One reader’s copy of their Equifax Breach Settlement letter. They received a check for $6.97.

In 2017, Equifax disclosed a massive, extended data breach that led to the theft of Social Security Numbers, dates of birth, addresses and other personal information on nearly 150 million people. Following a public breach response perhaps best described as a giant dumpster fire, the big-three consumer credit reporting bureau was quickly hit with nearly two dozen class-action lawsuits.

In exchange for resolving all outstanding class action claims against it, Equifax in 2019 agreed to a settlement that includes up to $425 million to help people affected by the breach.

Affected consumers were eligible to apply for at least three years of credit monitoring via all three major bureaus simultaneously, including Equifax, Experian and Trans Union. Or, if you didn’t want to take advantage of the credit monitoring offers, you could opt for a cash payment of up to $125.

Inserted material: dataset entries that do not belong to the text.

use super::{SeaOrmStorage, db_err};
use crate::entity::users::{ActiveModel, Column, Entity as Users, Model};
use crate::errors::Result;
use crate::models::{
    PaginatedResponse,
    users::{
        entities::{User, UserRole, UserStatus},
        requests::{NewUser, UserChanges, UserListParams},
    },
};
use crate::utils::escape_like_pattern;
use sea_orm::{
    ActiveModelTrait, ColumnTrait, Condition, EntityTrait, PaginatorTrait, QueryFilter, QueryOrder,
    QuerySelect, Set,
};

impl SeaOrmStorage {
    /// 创建用户
    pub async fn create_user_impl(&self, user: NewUser) -> Result<User> {
        let now = chrono::Utc::now().timestamp();

        let model = ActiveModel {
            username: Set(user.username),
            email: Set(user.email),
            password_hash: Set(user.password_hash),
            role: Set(user.role.to_string()),
            status: Set(user.status.to_string()),
            display_name: Set(user.display_name),
            grade_level: Set(user.grade_level),
            department: Set(user.department),
            created_at: Set(now),
            updated_at: Set(now),
            ..Default::default()
        };

        let result = model.insert(&self.db).await.map_err(db_err("创建用户失败"))?;

        Ok(result.into_user())
    }

    /// 通过 ID 获取用户
    pub async fn get_user_by_id_impl(&self, id: i64) -> Result<Option<User>> {
        let result = Users::find_by_id(id)
            .one(&self.db)
            .await
            .map_err(db_err("查询用户失败"))?;

        Ok(result.map(Model::into_user))
    }

    pub async fn get_user_by_username_impl(&self, username: &str) -> Result<Option<User>> {
        let result = Users::find()
            .filter(Column::Username.eq(username))
            .one(&self.db)
            .await
            .map_err(db_err("查询用户失败"))?;

        Ok(result.map(Model::into_user))
    }

    pub async fn get_user_by_email_impl(&self, email: &str) -> Result<Option<User>> {
        let result = Users::find()
            .filter(Column::Email.eq(email))
            .one(&self.db)
            .await
            .map_err(db_err("查询用户失败"))?;

        Ok(result.map(Model::into_user))
    }

    /// 通过用户名或邮箱获取用户
    pub async fn get_user_by_username_or_email_impl(
        &self,
        identifier: &str,
    ) -> Result<Option<User>> {
        let result = Users::find()
            .filter(
                Condition::any()
                    .add(Column::Username.eq(identifier))
                    .add(Column::Email.eq(identifier)),
            )
            .one(&self.db)
            .await
            .map_err(db_err("查询用户失败"))?;

        Ok(result.map(Model::into_user))
    }

    pub async fn get_users_by_ids_impl(&self, ids: &[i64]) -> Result<Vec<User>> {
        if ids.is_empty() {
            return Ok(Vec::new());
        }

        let result = Users::find()
            .filter(Column::Id.is_in(ids.iter().copied()))
            .all(&self.db)
            .await
            .map_err(db_err("批量查询用户失败"))?;

        Ok(result.into_iter().map(Model::into_user).collect())
    }

    /// 分页列出用户
    pub async fn list_users_with_pagination_impl(
        &self,
        query: UserListParams,
    ) -> Result<PaginatedResponse<User>> {
        let mut select = Users::find();

        // 搜索条件
        if let Some(ref search) = query.search
            && !search.trim().is_empty()
        {
            let escaped = escape_like_pattern(search.trim());
            select = select.filter(
                Condition::any()
                    .add(Column::Username.contains(&escaped))
                    .add(Column::Email.contains(&escaped))
                    .add(Column::DisplayName.contains(&escaped)),
            );
        }

        if let Some(role) = query.role {
            select = select.filter(Column::Role.eq(role.as_str()));
        }

        if let Some(status) = query.status {
            select = select.filter(Column::Status.eq(status.as_str()));
        }

        select = select.order_by_desc(Column::CreatedAt).order_by_desc(Column::Id);

        self.fetch_page(select, query.pagination, "查询用户列表失败", Model::into_user)
            .await
    }

    /// 所有激活用户的 ID，用于全校公告分发
    pub async fn list_active_user_ids_impl(&self) -> Result<Vec<i64>> {
        Users::find()
            .select_only()
            .column(Column::Id)
            .filter(Column::Status.eq(UserStatus::Active.as_str()))
            .into_tuple::<i64>()
            .all(&self.db)
            .await
            .map_err(db_err("查询用户失败"))
    }

    /// 更新最后登录时间
    pub async fn update_last_login_impl(&self, id: i64) -> Result<bool> {
        let now = chrono::Utc::now().timestamp();

        let result = Users::update_many()
            .col_expr(Column::LastLogin, sea_orm::sea_query::Expr::value(now))
            .filter(Column::Id.eq(id))
            .exec(&self.db)
            .await
            .map_err(db_err("更新最后登录时间失败"))?;

        Ok(result.rows_affected > 0)
    }

    /// 更新用户信息，`None` 字段保持不变
    pub async fn update_user_impl(&self, id: i64, changes: UserChanges) -> Result<Option<User>> {
        let Some(existing) = Users::find_by_id(id)
            .one(&self.db)
            .await
            .map_err(db_err("查询用户失败"))?
        else {
            return Ok(None);
        };

        if changes.is_empty() {
            return Ok(Some(existing.into_user()));
        }

        let mut model: ActiveModel = existing.into();

        if let Some(email) = changes.email {
            model.email = Set(email);
        }
        if let Some(password_hash) = changes.password_hash {
            model.password_hash = Set(password_hash);
        }
        if let Some(role) = changes.role {
            model.role = Set(role.to_string());
        }
        if let Some(status) = changes.status {
            model.status = Set(status.to_string());
        }
        if let Some(display_name) = changes.display_name {
            model.display_name = Set(Some(display_name));
        }
        if let Some(avatar_url) = changes.avatar_url {
            model.avatar_url = Set(Some(avatar_url));
        }
        if let Some(grade_level) = changes.grade_level {
            model.grade_level = Set(Some(grade_level));
        }
        if let Some(department) = changes.department {
            model.department = Set(Some(department));
        }
        model.updated_at = Set(chrono::Utc::now().timestamp());

        let updated = model.update(&self.db).await.map_err(db_err("更新用户失败"))?;

        Ok(Some(updated.into_user()))
    }

    pub async fn delete_user_impl(&self, id: i64) -> Result<bool> {
        let result = Users::delete_by_id(id)
            .exec(&self.db)
            .await
            .map_err(db_err("删除用户失败"))?;

        Ok(result.rows_affected > 0)
    }

    pub async fn count_users_impl(&self, role: Option<UserRole>) -> Result<u64> {
        let mut select = Users::find();
        if let Some(role) = role {
            select = select.filter(Column::Role.eq(role.as_str()));
        }

        select.count(&self.db).await.map_err(db_err("统计用户失败"))
    }
}

#[cfg(test)]
mod tests {
    use super::super::test_support::{memory_storage, seed_user};
    use super::*;
    use crate::errors::EduConnectError;
    use crate::models::PaginationQuery;

    #[tokio::test]
    async fn test_create_and_lookup_user() {
        let storage = memory_storage().await;
        let user = seed_user(&storage, "alice01", UserRole::Student).await;

        let by_name = storage.get_user_by_username_impl("alice01").await.unwrap();
        assert_eq!(by_name.map(|u| u.id), Some(user.id));

        let by_email = storage
            .get_user_by_username_or_email_impl("alice01@school.test")
            .await
            .unwrap();
        assert_eq!(by_email.map(|u| u.id), Some(user.id));
    }

    #[tokio::test]
    async fn test_duplicate_username_is_conflict() {
        let storage = memory_storage().await;
        seed_user(&storage, "bobby01", UserRole::Teacher).await;

        let err = storage
            .create_user_impl(NewUser {
                username: "bobby01".to_string(),
                email: "other@school.test".to_string(),
                password_hash: "hash".to_string(),
                role: UserRole::Teacher,
                status: UserStatus::Active,
                display_name: None,
                grade_level: None,
                department: None,
            })
            .await
            .unwrap_err();

        assert!(matches!(err, EduConnectError::Conflict(_)));
    }

    #[tokio::test]
    async fn test_list_users_filters_by_role() {
        let storage = memory_storage().await;
        seed_user(&storage, "student1", UserRole::Student).await;
        seed_user(&storage, "student2", UserRole::Student).await;
        seed_user(&storage, "teacher1", UserRole::Teacher).await;

        let page = storage
            .list_users_with_pagination_impl(UserListParams {
                pagination: PaginationQuery::new(1, 10),
                role: Some(UserRole::Student),
                ..Default::default()
            })
            .await
            .unwrap();

        assert_eq!(page.pagination.total, 2);
        assert!(page.items.iter().all(|u| u.role == UserRole::Student));
        assert_eq!(storage.count_users_impl(None).await.unwrap(), 3);
    }

    #[tokio::test]
    async fn test_update_user_keeps_unset_fields() {
        let storage = memory_storage().await;
        let user = seed_user(&storage, "carol01", UserRole::Student).await;

        let updated = storage
            .update_user_impl(
                user.id,
                UserChanges {
                    display_name: Some("Carol".to_string()),
                    ..Default::default()
                },
            )
            .await
            .unwrap()
            .unwrap();

        assert_eq!(updated.display_name.as_deref(), Some("Carol"));
        assert_eq!(updated.email, "carol01@school.test");
        assert!(storage.update_user_impl(9999, UserChanges::default()).await.unwrap().is_none());
    }
}
//! 对象缓存层
//!
//! 后端以插件形式注册到全局表，启动时按 `cache.type` 选择。

pub mod object_cache;
pub mod register;

use async_trait::async_trait;
use serde::{Serialize, de::DeserializeOwned};
use std::sync::Once;

/// 缓存查询结果
#[derive(Debug, Clone, PartialEq, Eq)]
pub enum CacheResult<T> {
    Found(T),
    NotFound,
    /// 后端异常，无法判断是否存在
    ExistsButNoValue,
}

#[async_trait]
pub trait ObjectCache: Send + Sync {
    async fn get_raw(&self, key: &str) -> CacheResult<String>;
    /// `ttl` 为 0 时使用后端默认过期时间
    async fn insert_raw(&self, key: String, value: String, ttl: u64);
    async fn remove(&self, key: &str);
    async fn invalidate_all(&self);
}

/// 读取并反序列化 JSON 值，解析失败视为未命中
pub async fn get_json<T: DeserializeOwned>(cache: &dyn ObjectCache, key: &str) -> Option<T> {
    match cache.get_raw(key).await {
        CacheResult::Found(raw) => match serde_json::from_str(&raw) {
            Ok(value) => Some(value),
            Err(e) => {
                tracing::warn!("缓存值解析失败 {}: {}", key, e);
                cache.remove(key).await;
                None
            }
        },
        _ => None,
    }
}

pub async fn insert_json<T: Serialize>(cache: &dyn ObjectCache, key: String, value: &T, ttl: u64) {
    match serde_json::to_string(value) {
        Ok(raw) => cache.insert_raw(key, raw, ttl).await,
        Err(e) => tracing::warn!("缓存值序列化失败 {}: {}", key, e),
    }
}

/// 声明缓存插件，生成 `register_plugin` 注册函数
#[macro_export]
macro_rules! declare_object_cache_plugin {
    ($name:literal, $ty:ty) => {
        pub fn register_plugin() {
            $crate::cache::register::register_object_cache_plugin(
                $name,
                std::sync::Arc::new(|| {
                    Box::pin(async {
                        let cache = <$ty>::new()
                            .map_err($crate::errors::EduConnectError::cache_connection)?;
                        Ok(Box::new(cache) as Box<dyn $crate::cache::ObjectCache>)
                    })
                }),
            );
        }
    };
}

static REGISTER_BUILTIN: Once = Once::new();

/// 注册内置缓存后端，可重复调用
pub fn register_builtin_plugins() {
    REGISTER_BUILTIN.call_once(|| {
        object_cache::moka::register_plugin();
        object_cache::redis::register_plugin();
    });
}

#[cfg(test)]
mod tests {
    use super::*;
    use crate::models::users::entities::UserSummary;
    use crate::models::users::entities::UserRole;

    #[tokio::test]
    async fn test_json_helpers_round_trip_through_moka() {
        let cache = object_cache::moka::MokaCacheWrapper::with_capacity(100, 60);
        let summary = UserSummary {
            id: 1,
            username: "alice01".to_string(),
            display_name: None,
            role: UserRole::Student,
        };

        insert_json(&cache, "user:1".to_string(), &summary, 0).await;
        let cached: Option<UserSummary> = get_json(&cache, "user:1").await;
        assert_eq!(cached.map(|u| u.id), Some(1));

        cache.remove("user:1").await;
        assert!(get_json::<UserSummary>(&cache, "user:1").await.is_none());
    }

    #[tokio::test]
    async fn test_invalid_json_is_treated_as_miss() {
        let cache = object_cache::moka::MokaCacheWrapper::with_capacity(100, 60);
        cache
            .insert_raw("broken".to_string(), "{not json".to_string(), 0)
            .await;
        assert!(get_json::<UserSummary>(&cache, "broken").await.is_none());
        assert_eq!(cache.get_raw("broken").await, CacheResult::NotFound);
    }
}
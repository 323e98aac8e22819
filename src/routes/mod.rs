pub mod ai_chat;
pub mod announcements;
pub mod assignments;
pub mod attendance;
pub mod audit;
pub mod auth;
pub mod chat;
pub mod classes;
pub mod dashboard;
pub mod enrollments;
pub mod events;
pub mod exams;
pub mod materials;
pub mod notifications;
pub mod submissions;
pub mod system;
pub mod users;

pub use ai_chat::configure_ai_chat_routes;
pub use announcements::configure_announcement_routes;
pub use assignments::configure_assignment_routes;
pub use attendance::configure_attendance_routes;
pub use audit::configure_audit_routes;
pub use auth::configure_auth_routes;
pub use chat::configure_chat_routes;
pub use classes::configure_classes_routes;
pub use dashboard::configure_dashboard_routes;
pub use enrollments::configure_enrollment_routes;
pub use events::configure_event_routes;
pub use exams::configure_exam_routes;
pub use materials::configure_material_routes;
pub use notifications::configure_notification_routes;
pub use submissions::configure_submission_routes;
pub use system::configure_system_routes;
pub use users::configure_user_routes;

use actix_web::web;

/// 注册全部 API 路由
pub fn configure(cfg: &mut web::ServiceConfig) {
    cfg.configure(configure_system_routes)
        .configure(configure_auth_routes)
        .configure(configure_user_routes)
        .configure(configure_classes_routes)
        .configure(configure_enrollment_routes)
        .configure(configure_assignment_routes)
        .configure(configure_submission_routes)
        .configure(configure_exam_routes)
        .configure(configure_attendance_routes)
        .configure(configure_material_routes)
        .configure(configure_announcement_routes)
        .configure(configure_notification_routes)
        .configure(configure_chat_routes)
        .configure(configure_event_routes)
        .configure(configure_audit_routes)
        .configure(configure_ai_chat_routes)
        .configure(configure_dashboard_routes);
}
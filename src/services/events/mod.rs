pub mod manage;

use actix_web::{HttpRequest, HttpResponse, Result as ActixResult};

use super::declare_service;
use super::responses::finish;
use crate::models::events::{CreateEventRequest, EventListParams, UpdateEventRequest};

declare_service!(EventService);

impl EventService {
    pub async fn list_events(
        &self,
        request: &HttpRequest,
        query: EventListParams,
    ) -> ActixResult<HttpResponse> {
        finish(manage::list_events(self, request, query).await)
    }

    pub async fn create_event(
        &self,
        request: &HttpRequest,
        event_data: CreateEventRequest,
    ) -> ActixResult<HttpResponse> {
        finish(manage::create_event(self, request, event_data).await)
    }

    pub async fn update_event(
        &self,
        request: &HttpRequest,
        event_id: i64,
        update_data: UpdateEventRequest,
    ) -> ActixResult<HttpResponse> {
        finish(manage::update_event(self, request, event_id, update_data).await)
    }

    pub async fn delete_event(
        &self,
        request: &HttpRequest,
        event_id: i64,
    ) -> ActixResult<HttpResponse> {
        finish(manage::delete_event(self, request, event_id).await)
    }
}
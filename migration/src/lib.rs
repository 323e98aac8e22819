pub use sea_orm_migration::prelude::*;

mod m20250301_000001_create_core_tables;
mod m20250301_000002_create_coursework_tables;
mod m20250301_000003_create_campus_tables;

pub struct Migrator;

#[async_trait::async_trait]
impl MigratorTrait for Migrator {
    fn migrations() -> Vec<Box<dyn MigrationTrait>> {
        vec![
            Box::new(m20250301_000001_create_core_tables::Migration),
            Box::new(m20250301_000002_create_coursework_tables::Migration),
            Box::new(m20250301_000003_create_campus_tables::Migration),
        ]
    }
}
//! 日程存储操作

use super::{SeaOrmStorage, db_err};
use crate::entity::events::{ActiveModel, Column, Entity as Events, Model};
use crate::errors::Result;
use crate::models::events::{Event, EventQuery, NewEvent, UpdateEventRequest};
use sea_orm::{
    ActiveModelTrait, ColumnTrait, Condition, EntityTrait, QueryFilter, QueryOrder, Set,
};

impl SeaOrmStorage {
    pub async fn create_event_impl(&self, event: NewEvent) -> Result<Event> {
        let model = ActiveModel {
            class_id: Set(event.class_id),
            created_by: Set(event.created_by),
            title: Set(event.title),
            description: Set(event.description),
            location: Set(event.location),
            starts_at: Set(event.starts_at.timestamp()),
            ends_at: Set(event.ends_at.timestamp()),
            created_at: Set(chrono::Utc::now().timestamp()),
            ..Default::default()
        };

        let result = model.insert(&self.db).await.map_err(db_err("创建日程失败"))?;

        Ok(result.into_event())
    }

    pub async fn get_event_by_id_impl(&self, id: i64) -> Result<Option<Event>> {
        let result = Events::find_by_id(id)
            .one(&self.db)
            .await
            .map_err(db_err("查询日程失败"))?;

        Ok(result.map(Model::into_event))
    }

    /// 查询与时间区间有交集的日程
    ///
    /// `class_ids` 为 `Some` 时只返回全校日程和这些班级的日程。
    pub async fn list_events_impl(&self, query: EventQuery) -> Result<Vec<Event>> {
        let mut select = Events::find();

        if let Some(from) = query.from {
            select = select.filter(Column::EndsAt.gte(from.timestamp()));
        }
        if let Some(to) = query.to {
            select = select.filter(Column::StartsAt.lte(to.timestamp()));
        }
        if let Some(class_ids) = query.class_ids {
            select = select.filter(
                Condition::any()
                    .add(Column::ClassId.is_null())
                    .add(Column::ClassId.is_in(class_ids)),
            );
        }

        let result = select
            .order_by_asc(Column::StartsAt)
            .order_by_asc(Column::Id)
            .all(&self.db)
            .await
            .map_err(db_err("查询日程失败"))?;

        Ok(result.into_iter().map(Model::into_event).collect())
    }

    pub async fn update_event_impl(
        &self,
        id: i64,
        update: UpdateEventRequest,
    ) -> Result<Option<Event>> {
        let Some(existing) = Events::find_by_id(id)
            .one(&self.db)
            .await
            .map_err(db_err("查询日程失败"))?
        else {
            return Ok(None);
        };

        let mut model: ActiveModel = existing.into();

        if let Some(title) = update.title {
            model.title = Set(title);
        }
        if let Some(description) = update.description {
            model.description = Set(Some(description));
        }
        if let Some(location) = update.location {
            model.location = Set(Some(location));
        }
        if let Some(starts_at) = update.starts_at {
            model.starts_at = Set(starts_at.timestamp());
        }
        if let Some(ends_at) = update.ends_at {
            model.ends_at = Set(ends_at.timestamp());
        }

        let updated = model.update(&self.db).await.map_err(db_err("更新日程失败"))?;

        Ok(Some(updated.into_event()))
    }

    pub async fn delete_event_impl(&self, id: i64) -> Result<bool> {
        let result = Events::delete_by_id(id)
            .exec(&self.db)
            .await
            .map_err(db_err("删除日程失败"))?;

        Ok(result.rows_affected > 0)
    }
}

#[cfg(test)]
mod tests {
    use super::super::test_support::{memory_storage, seed_user};
    use super::*;
    use crate::models::users::entities::UserRole;
    use chrono::{Duration, TimeZone, Utc};

    #[tokio::test]
    async fn test_list_events_by_overlap() {
        let storage = memory_storage().await;
        let admin = seed_user(&storage, "admin01", UserRole::Admin).await;
        let base = Utc.with_ymd_and_hms(2025, 3, 10, 9, 0, 0).unwrap();

        for (title, offset) in [("Assembly", 0), ("Sports day", 5)] {
            storage
                .create_event_impl(NewEvent {
                    class_id: None,
                    created_by: admin.id,
                    title: title.to_string(),
                    description: None,
                    location: None,
                    starts_at: base + Duration::days(offset),
                    ends_at: base + Duration::days(offset) + Duration::hours(2),
                })
                .await
                .unwrap();
        }

        let events = storage
            .list_events_impl(EventQuery {
                from: Some(base - Duration::days(1)),
                to: Some(base + Duration::days(1)),
                class_ids: None,
            })
            .await
            .unwrap();

        assert_eq!(events.len(), 1);
        assert_eq!(events[0].title, "Assembly");
    }
}
use actix_web::HttpRequest;

use super::UserService;
use crate::models::ErrorCode;
use crate::services::responses::{ServiceResult, internal, not_found, ok};

pub async fn get_user(service: &UserService, request: &HttpRequest, user_id: i64) -> ServiceResult {
    let storage = service.get_storage(request)?;

    match storage
        .get_user_by_id(user_id)
        .await
        .map_err(internal("Failed to load user"))?
    {
        Some(user) => ok(user, "User retrieved successfully"),
        None => Err(not_found(ErrorCode::UserNotFound, "User not found")),
    }
}
//! 考勤存储操作

use super::{SeaOrmStorage, db_err};
use crate::entity::attendance_records::{
    ActiveModel as RecordActiveModel, Column as RecordColumn, Entity as AttendanceRecords,
    Model as RecordModel,
};
use crate::entity::attendance_sessions::{
    ActiveModel, Column, Entity as AttendanceSessions, Model,
};
use crate::errors::Result;
use crate::models::{
    PaginatedResponse, PaginationQuery,
    attendance::{AttendanceRecord, AttendanceSession, AttendanceStatus, RecordInput},
};
use sea_orm::{
    ActiveModelTrait, ColumnTrait, EntityTrait, QueryFilter, QueryOrder, Set, TransactionTrait,
};
use std::collections::HashMap;

impl SeaOrmStorage {
    /// 同一班级同一日期只能有一次考勤
    pub async fn create_attendance_session_impl(
        &self,
        class_id: i64,
        session_date: &str,
        topic: Option<String>,
        created_by: i64,
    ) -> Result<AttendanceSession> {
        let model = ActiveModel {
            class_id: Set(class_id),
            session_date: Set(session_date.to_string()),
            topic: Set(topic),
            created_by: Set(created_by),
            created_at: Set(chrono::Utc::now().timestamp()),
            ..Default::default()
        };

        let result = model.insert(&self.db).await.map_err(db_err("创建考勤失败"))?;

        Ok(result.into_session())
    }

    pub async fn get_attendance_session_impl(&self, id: i64) -> Result<Option<AttendanceSession>> {
        let result = AttendanceSessions::find_by_id(id)
            .one(&self.db)
            .await
            .map_err(db_err("查询考勤失败"))?;

        Ok(result.map(Model::into_session))
    }

    pub async fn list_class_sessions_impl(
        &self,
        class_id: i64,
        pagination: PaginationQuery,
    ) -> Result<PaginatedResponse<AttendanceSession>> {
        let select = AttendanceSessions::find()
            .filter(Column::ClassId.eq(class_id))
            .order_by_desc(Column::SessionDate)
            .order_by_desc(Column::Id);

        self.fetch_page(select, pagination, "查询考勤列表失败", Model::into_session)
            .await
    }

    /// 批量写入考勤记录，已有学生记录会被覆盖
    pub async fn upsert_attendance_records_impl(
        &self,
        session_id: i64,
        records: &[RecordInput],
    ) -> Result<Vec<AttendanceRecord>> {
        let now = chrono::Utc::now().timestamp();
        let txn = self.db.begin().await.map_err(db_err("开启事务失败"))?;

        for input in records {
            let existing = AttendanceRecords::find()
                .filter(RecordColumn::SessionId.eq(session_id))
                .filter(RecordColumn::StudentId.eq(input.student_id))
                .one(&txn)
                .await
                .map_err(db_err("查询考勤记录失败"))?;

            match existing {
                Some(model) => {
                    let mut active: RecordActiveModel = model.into();
                    active.status = Set(input.status.to_string());
                    active.note = Set(input.note.clone());
                    active.updated_at = Set(now);
                    active.update(&txn).await.map_err(db_err("更新考勤记录失败"))?;
                }
                None => {
                    RecordActiveModel {
                        session_id: Set(session_id),
                        student_id: Set(input.student_id),
                        status: Set(input.status.to_string()),
                        note: Set(input.note.clone()),
                        updated_at: Set(now),
                        ..Default::default()
                    }
                    .insert(&txn)
                    .await
                    .map_err(db_err("写入考勤记录失败"))?;
                }
            }
        }

        txn.commit().await.map_err(db_err("提交事务失败"))?;

        self.list_session_records_impl(session_id).await
    }

    pub async fn list_session_records_impl(&self, session_id: i64) -> Result<Vec<AttendanceRecord>> {
        let result = AttendanceRecords::find()
            .filter(RecordColumn::SessionId.eq(session_id))
            .order_by_asc(RecordColumn::StudentId)
            .all(&self.db)
            .await
            .map_err(db_err("查询考勤记录失败"))?;

        Ok(result.into_iter().map(RecordModel::into_record).collect())
    }

    /// 学生所有考勤记录，附带所属班级
    pub async fn list_student_attendance_impl(
        &self,
        student_id: i64,
    ) -> Result<Vec<(i64, AttendanceStatus)>> {
        let records = AttendanceRecords::find()
            .filter(RecordColumn::StudentId.eq(student_id))
            .all(&self.db)
            .await
            .map_err(db_err("查询考勤记录失败"))?;

        if records.is_empty() {
            return Ok(Vec::new());
        }

        let session_ids: Vec<i64> = records.iter().map(|r| r.session_id).collect();
        let session_class: HashMap<i64, i64> = AttendanceSessions::find()
            .filter(Column::Id.is_in(session_ids))
            .all(&self.db)
            .await
            .map_err(db_err("查询考勤失败"))?
            .into_iter()
            .map(|s| (s.id, s.class_id))
            .collect();

        Ok(records
            .into_iter()
            .filter_map(|r| {
                let class_id = *session_class.get(&r.session_id)?;
                let record = r.into_record();
                Some((class_id, record.status))
            })
            .collect())
    }
}

#[cfg(test)]
mod tests {
    use super::super::test_support::{memory_storage, seed_user};
    use super::*;
    use crate::errors::EduConnectError;
    use crate::models::classes::requests::NewClass;
    use crate::models::users::entities::UserRole;

    #[tokio::test]
    async fn test_attendance_records_upsert_and_summary_source() {
        let storage = memory_storage().await;
        let teacher = seed_user(&storage, "teacher1", UserRole::Teacher).await;
        let student = seed_user(&storage, "student1", UserRole::Student).await;
        let class = storage
            .create_class_impl(NewClass {
                teacher_id: teacher.id,
                name: "Art".to_string(),
                subject: None,
                description: None,
                room: None,
                schedule: None,
                capacity: None,
                class_code: "ARTS2345".to_string(),
            })
            .await
            .unwrap();

        let session = storage
            .create_attendance_session_impl(class.id, "2025-03-01", None, teacher.id)
            .await
            .unwrap();

        let duplicate = storage
            .create_attendance_session_impl(class.id, "2025-03-01", None, teacher.id)
            .await
            .unwrap_err();
        assert!(matches!(duplicate, EduConnectError::Conflict(_)));

        storage
            .upsert_attendance_records_impl(
                session.id,
                &[RecordInput {
                    student_id: student.id,
                    status: AttendanceStatus::Absent,
                    note: None,
                }],
            )
            .await
            .unwrap();
        let records = storage
            .upsert_attendance_records_impl(
                session.id,
                &[RecordInput {
                    student_id: student.id,
                    status: AttendanceStatus::Late,
                    note: Some("bus".to_string()),
                }],
            )
            .await
            .unwrap();

        assert_eq!(records.len(), 1);
        assert_eq!(records[0].status, AttendanceStatus::Late);

        let mine = storage.list_student_attendance_impl(student.id).await.unwrap();
        assert_eq!(mine, vec![(class.id, AttendanceStatus::Late)]);
    }
}
pub mod create;
pub mod delete;
pub mod get;
pub mod list;
pub mod update;

use actix_web::{HttpRequest, HttpResponse, Result as ActixResult};

use super::declare_service;
use super::responses::finish;
use crate::models::users::requests::{CreateUserRequest, UpdateUserRequest, UserListParams};

declare_service!(UserService);

impl UserService {
    pub async fn list_users(
        &self,
        request: &HttpRequest,
        query: UserListParams,
    ) -> ActixResult<HttpResponse> {
        finish(list::list_users(self, request, query).await)
    }

    pub async fn create_user(
        &self,
        request: &HttpRequest,
        user_data: CreateUserRequest,
    ) -> ActixResult<HttpResponse> {
        finish(create::create_user(self, request, user_data).await)
    }

    pub async fn get_user(&self, request: &HttpRequest, user_id: i64) -> ActixResult<HttpResponse> {
        finish(get::get_user(self, request, user_id).await)
    }

    pub async fn update_user(
        &self,
        request: &HttpRequest,
        user_id: i64,
        update_data: UpdateUserRequest,
    ) -> ActixResult<HttpResponse> {
        finish(update::update_user(self, request, user_id, update_data).await)
    }

    pub async fn delete_user(
        &self,
        request: &HttpRequest,
        user_id: i64,
    ) -> ActixResult<HttpResponse> {
        finish(delete::delete_user(self, request, user_id).await)
    }
}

The settlement also offered reimbursement for the time you may have spent remedying identity theft or misuse of your personal information caused by the breach, or purchasing credit monitoring or credit reports. This was capped at 20 total hours at $25 per hour ($500), with total cash reimbursement payments not to exceed $20,000 per consumer.

Those who did file a claim probably started receiving emails or other communications earlier this year from the Equifax Breach Settlement Fund, which has been messaging class participants about methods of collecting their payments.

How much each recipient receives appears to vary quite a bit, but probably most people will have earned a payment on the smaller end of that $125 scale — like less than $10. Those who received higher amounts likely spent more time documenting actual losses and/or explaining how the breach affected them personally.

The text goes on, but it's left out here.